Por Eduardo Garcia C. do Amaral
… diz o dito popular. Corri ao dicionário para encontrar o que as palavras escondem. Trumbicar-se, explica o Aurélio, é ‘dar-se mal, entrar pelo cano’. Do verbete “saber”, para quem gosta de gastar seu latim, aprendi que saber é sapere, ‘ter gosto’. Nesta acepção, se diz de um vinho “sápido”, saboroso, que em sua paciência esperou anos a fio para saber, isto é, ter gosto. Pois sim: vinho ruim vai pelo ralo, se trumbica, como os livros sem sabedoria, sem gosto. Livros também são para saborear, se neles há alguma “sapiência”. Nunca havia pensado no que podia haver de comum nos livros e vinhos. E, pensando bem, a comparação me pareceu bastante oportuna.
Da vinícola à sala de aula, há uma analogia insuspeitada. O enólogo, que depurou sua sensibilidade na degustação de vinhos, pode apreciá-los, degustar seus sabores, julgá-los, examiná-los, reconhecendo pelo paladar o tipo de uva que se fermentou e tudo o mais que compõe a bebida. Ademais, se ele for também um produtor de vinhos, deve conhecer na minúcia o processo de sua fabricação, da arte de se produzir o vinho, de quanto tempo o mosto de uva carece para se fermentar, descansar e tomar corpo, cor e sabor.
Na universidade ocorre algo de assemelhado, quando tanto se preza e valoriza a erudição, que é uma das provas pelas quais um professor precisou se submeter para sua titulação. A custo de muita leitura –depois de degustar bons livros, os clássicos, as obras consideradas como as mais importantes no seu ramo de saber– o professor pôde, por assim dizer, depurar o paladar, reconhecer na sua ciência os seus sabores, dominar o tempo de maturação do saber. Como pesquisador, o professor é também um produtor de “sabores”: os investiga na experiência do fazer da sua ciência. Cumpre ao professor, na sua prática de ensino, iniciar os seus alunos no gosto pela ciência, para que eles também possam apreciá-la, como faz o degustador com o vinho.

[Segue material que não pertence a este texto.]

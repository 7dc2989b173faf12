use chrono::{DateTime, Utc};
use serde::{Deserialize, Serialize};

use crate::model::UserId;
use crate::model::timestamp::optional_backend_time;

/// Cached copy of the backend user record.
///
/// Used for display and UI gating only. The backend stays authoritative for
/// every entitlement decision.
#[derive(Debug, Clone, PartialEq, Eq, Serialize, Deserialize)]
pub struct UserRecord {
    pub id: UserId,
    pub email: String,
    pub first_name: String,
    pub last_name: String,
    #[serde(default)]
    pub is_premium: bool,
    #[serde(
        default,
        skip_serializing_if = "Option::is_none",
        deserialize_with = "optional_backend_time"
    )]
    pub created_at: Option<DateTime<Utc>>,
}

impl UserRecord {
    #[must_use]
    pub fn full_name(&self) -> String {
        format!("{} {}", self.first_name.trim(), self.last_name.trim())
            .trim()
            .to_string()
    }

    /// Initials for avatar placeholders, e.g. "JD".
    #[must_use]
    pub fn initials(&self) -> String {
        self.first_name
            .chars()
            .next()
            .into_iter()
            .chain(self.last_name.chars().next())
            .flat_map(char::to_uppercase)
            .collect()
    }

    /// Returns a copy with the premium entitlement granted.
    #[must_use]
    pub fn with_premium(mut self) -> Self {
        self.is_premium = true;
        self
    }
}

No entanto, não basta ter nome de “enólogo” ou ser degustador renomado se não se sabe apreciar o vinho. É que o título é só um nome, e devemos cuidar de não tomar o nome por outra coisa. A erudição não responde pelo título, mas pelo trabalho e experiência do professor. Ou, trocando em miúdos, o professor e o professor titular se distinguem apenas no nome, não na atividade que lhes são próprias, docência e pesquisa. A titulação de um professor é tão somente o reconhecimento institucional de sua autoridade acadêmica, no topo da carreira docente, após ter percorrido um longo percurso, desde a pós-graduação, mestrado e doutorado, livre-docência e finalmente a sua titulação.

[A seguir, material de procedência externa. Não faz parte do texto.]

use boost_core::NavTarget;
use dioxus::prelude::*;
use dioxus_router::{Link, Outlet, Routable, use_navigator};

use crate::context::AppContext;
use crate::notifications::{NoticeStack, Notices, Notifier, use_notifier};
use crate::views::{AuthView, DashboardView, HomeView, ModuleView, PaymentView, use_session};

#[derive(Clone, Routable, PartialEq, Debug)]
#[rustfmt::skip]
pub enum Route {
    #[layout(Shell)]
        #[route("/", HomeView)] Home {},
        #[route("/auth?:tab", AuthView)] Auth { tab: String },
        #[route("/dashboard", DashboardView)] Dashboard {},
        #[route("/module/:id", ModuleView)] Module { id: u64 },
        #[route("/payment?:checkout_id", PaymentView)] Payment { checkout_id: String },
}

impl From<NavTarget> for Route {
    fn from(target: NavTarget) -> Self {
        match target {
            NavTarget::Auth { tab } => Self::Auth {
                tab: tab.as_query().to_string(),
            },
            NavTarget::Dashboard => Self::Dashboard {},
        }
    }
}

/// Root layout: restores and reconciles the session, follows service
/// navigation requests and hosts notifications.
#[component]
fn Shell() -> Element {
    let ctx = use_context::<AppContext>();
    let snapshot = use_context_provider(|| Signal::new(ctx.session().snapshot()));
    let notices = use_signal(Notices::default);
    use_context_provider(|| Notifier::new(notices));
    let navigator = use_navigator();

    let session = ctx.session();
    let auth = ctx.auth();
    use_future(move || {
        let session = session.clone();
        let auth = auth.clone();
        let mut snapshot = snapshot;
        async move {
            let mut rx = session.subscribe();
            if session.restore().await.is_authenticated() {
                // Cached user may be stale.
                spawn(async move {
                    if let Err(err) = auth.reconcile_session().await {
                        tracing::warn!(error = %err, "could not refresh the cached user");
                    }
                });
            }
            loop {
                let current = rx.borrow_and_update().clone();
                snapshot.set(current);
                if rx.changed().await.is_err() {
                    break;
                }
            }
        }
    });

    let navigation = ctx.navigation();
    use_future(move || {
        let navigation = navigation.clone();
        async move {
            let mut rx = navigation.subscribe();
            while rx.changed().await.is_ok() {
                let target = *rx.borrow_and_update();
                if let Some(target) = target {
                    tracing::debug!(?target, "following navigation request");
                    navigator.push(Route::from(target));
                }
            }
        }
    });

    rsx! {
        div { class: "app",
            Header {}
            main { class: "content",
                Outlet::<Route> {}
            }
            NoticeStack {}
        }
    }
}

#[component]
fn Header() -> Element {
    let ctx = use_context::<AppContext>();
    let snapshot = use_session();
    let notifier = use_notifier();
    let navigator = use_navigator();
    let user = snapshot.read().session.user().cloned();

    let on_logout = move |_| {
        let session = ctx.session();
        spawn(async move {
            session.logout().await;
            notifier.info("You are signed out.");
            navigator.push(Route::Home {});
        });
    };

    rsx! {
        header { class: "topbar",
            Link { class: "brand", to: Route::Home {}, "ConfianceBoost" }
            nav { class: "topbar-links",
                match user {
                    Some(user) => rsx! {
                        Link { to: Route::Dashboard {}, "Dashboard" }
                        if user.is_premium {
                            span { class: "badge badge-premium", "Premium" }
                        } else {
                            Link {
                                class: "cta-premium",
                                to: Route::Payment { checkout_id: String::new() },
                                "Go Premium"
                            }
                        }
                        span { class: "avatar", title: "{user.full_name()}", "{user.initials()}" }
                        button { class: "btn btn-ghost", onclick: on_logout, "Log out" }
                    },
                    None => rsx! {
                        Link { to: Route::Auth { tab: "login".to_string() }, "Sign in" }
                        Link {
                            class: "btn btn-primary",
                            to: Route::Auth { tab: "register".to_string() },
                            "Get started"
                        }
                    },
                }
            }
        }
    }
}
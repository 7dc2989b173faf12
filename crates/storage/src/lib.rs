#![forbid(unsafe_code)]

pub mod repository;
pub mod sqlite;

pub use repository::{InMemoryStore, LocalStore, Storage, StorageError};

Por outro lado –e é aí que o vinho azeda–, o título confere poder a quem o possui. Da autoridade à hierarquização, os titulares se investem do poder de ocupar cargos dirigentes na universidade, vedado a todos os demais professores. São privilegiados na composição dos diversos órgãos colegiados, responsáveis pela definição dos rumos da universidade, bem como da escolha de seus dirigentes, em detrimento das demais categorias docentes, mais numerosas e de representação reduzida.
Como se, certo dia, os enólogos resolvessem não ser apenas sabedores dos vinhos, mas por saberem diferenciar safra, região e tipo de uva, pensassem ter privilégios: “Ora, quem planta ou pisa nas uvas, não sabe de vinícolas”. É quando o enólogo vira administrador de fazendas, com o título de barão. Mas ele já não se ocupa tanto de saborear vinhos, pois que agora se preocupa mais com a distribuição do produto, baratear os custos de sua produção, com as vendas, e coisas afins, muito alheias da sabedoria do velho vinho. A vocação de enólogo mitigou-se nos negócios.

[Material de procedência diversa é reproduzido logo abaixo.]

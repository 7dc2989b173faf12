use async_trait::async_trait;
use chrono::Utc;
use sqlx::Row;

use crate::repository::{LocalStore, StorageError};

use super::SqliteRepository;

#[async_trait]
impl LocalStore for SqliteRepository {
    async fn get(&self, key: &str) -> Result<Option<String>, StorageError> {
        let row = sqlx::query("SELECT value FROM local_storage WHERE key = ?1")
            .bind(key)
            .fetch_optional(&self.pool)
            .await
            .map_err(|err| StorageError::Connection(err.to_string()))?;

        let Some(row) = row else {
            return Ok(None);
        };

        let value: String = row
            .try_get("value")
            .map_err(|err| StorageError::Serialization(err.to_string()))?;
        Ok(Some(value))
    }

    async fn set_entries(&self, entries: &[(&str, &str)]) -> Result<(), StorageError> {
        let now = Utc::now();
        let mut tx = self
            .pool
            .begin()
            .await
            .map_err(|err| StorageError::Connection(err.to_string()))?;

        for (key, value) in entries {
            sqlx::query(
                r"
                INSERT INTO local_storage (key, value, updated_at)
                VALUES (?1, ?2, ?3)
                ON CONFLICT(key) DO UPDATE SET
                    value = excluded.value,
                    updated_at = excluded.updated_at
                ",
            )
            .bind(*key)
            .bind(*value)
            .bind(now)
            .execute(&mut *tx)
            .await
            .map_err(|err| StorageError::Connection(err.to_string()))?;
        }

        tx.commit()
            .await
            .map_err(|err| StorageError::Connection(err.to_string()))?;
        Ok(())
    }

    async fn remove_entries(&self, keys: &[&str]) -> Result<(), StorageError> {
        let mut tx = self
            .pool
            .begin()
            .await
            .map_err(|err| StorageError::Connection(err.to_string()))?;

        for key in keys {
            sqlx::query("DELETE FROM local_storage WHERE key = ?1")
                .bind(*key)
                .execute(&mut *tx)
                .await
                .map_err(|err| StorageError::Connection(err.to_string()))?;
        }

        tx.commit()
            .await
            .map_err(|err| StorageError::Connection(err.to_string()))?;
        Ok(())
    }
}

Nestes termos, saber é poder, desde que um saber reconhecido e devidamente “entitulado” – título que, pelo poder que se lhe reveste, afasta quem o possui dos sabores do vinho ou dos livros. Ou seja, o “saber” perde a referência ao objeto que o determinava enquanto saber, pois era sempre um saber de algo, para ser agora apenas um título, para efeitos de distinção. O que se sabe não mais importa. Para o professor, vale dizer o que se disse do degustador de vinhos: sua vocação trumbicou-se nos afazeres da burocracia universitária.
Não se trata de uma inescrupulosidade dos professores titulares ávidos do exercício do poder, como se o poder tivesse lhes subido às cabeças – o que pode ocasionalmente ser verdadeiro, mas não a regra. Em todo caso, entretanto, os ritos nos quais se reconheciam os valores da vida acadêmica –e fomos reconhecê-los nas taças de vinho– foram de tal modo burocratizados que perderam seu sabor.
As discussões de política acadêmica, por exemplo, nas quais se debatem desde o financiamento de linhas de pesquisa, contratação de professores a compra de livros, abertura de novos cursos, enfim, tudo quanto cuide da vida universitária e seus sabores, foram avinagradas. Não são apreciadas –ou seja, submetidas a juízo e exame– em relação aos valores sob os quais a universidade promove sua razão de ser (ou deveria promover), o ensino e a pesquisa, ou a iniciação ao gosto da ciência e da cultura, e sua preservação. Antes, submete o debate a critérios e valores outros: a eficiência, a produtividade, a relação custo-benefício e que tais – à semelhança do enólogo que se fez barão.
Pois não são meramente as leis ou as ingerências externas –embora, reconhecemos, não são poucos seus efeitos na vida universitária– que afrontam a instituição, sua autonomia em reconhecimento de seus valores e de seu próprio fazer, pelos quais se define. A universidade entranhou valores estranhos a ela e, quanto aos seus próprios valores, só lhes conhece de nome, mas estranha seus sabores. São as marcas de um tempo de dissabores em que não mais se aprecia a arte do vinho, senão como consumo. Em que os velhos livros são esquecidos, a não ser pelo renome do autor, se tanto, ou pela bela capa.
[nov.2001]
Eduardo Garcia C. do Amaral é professor de filosofia da rede estadual de São Paulo e militante do PSOL.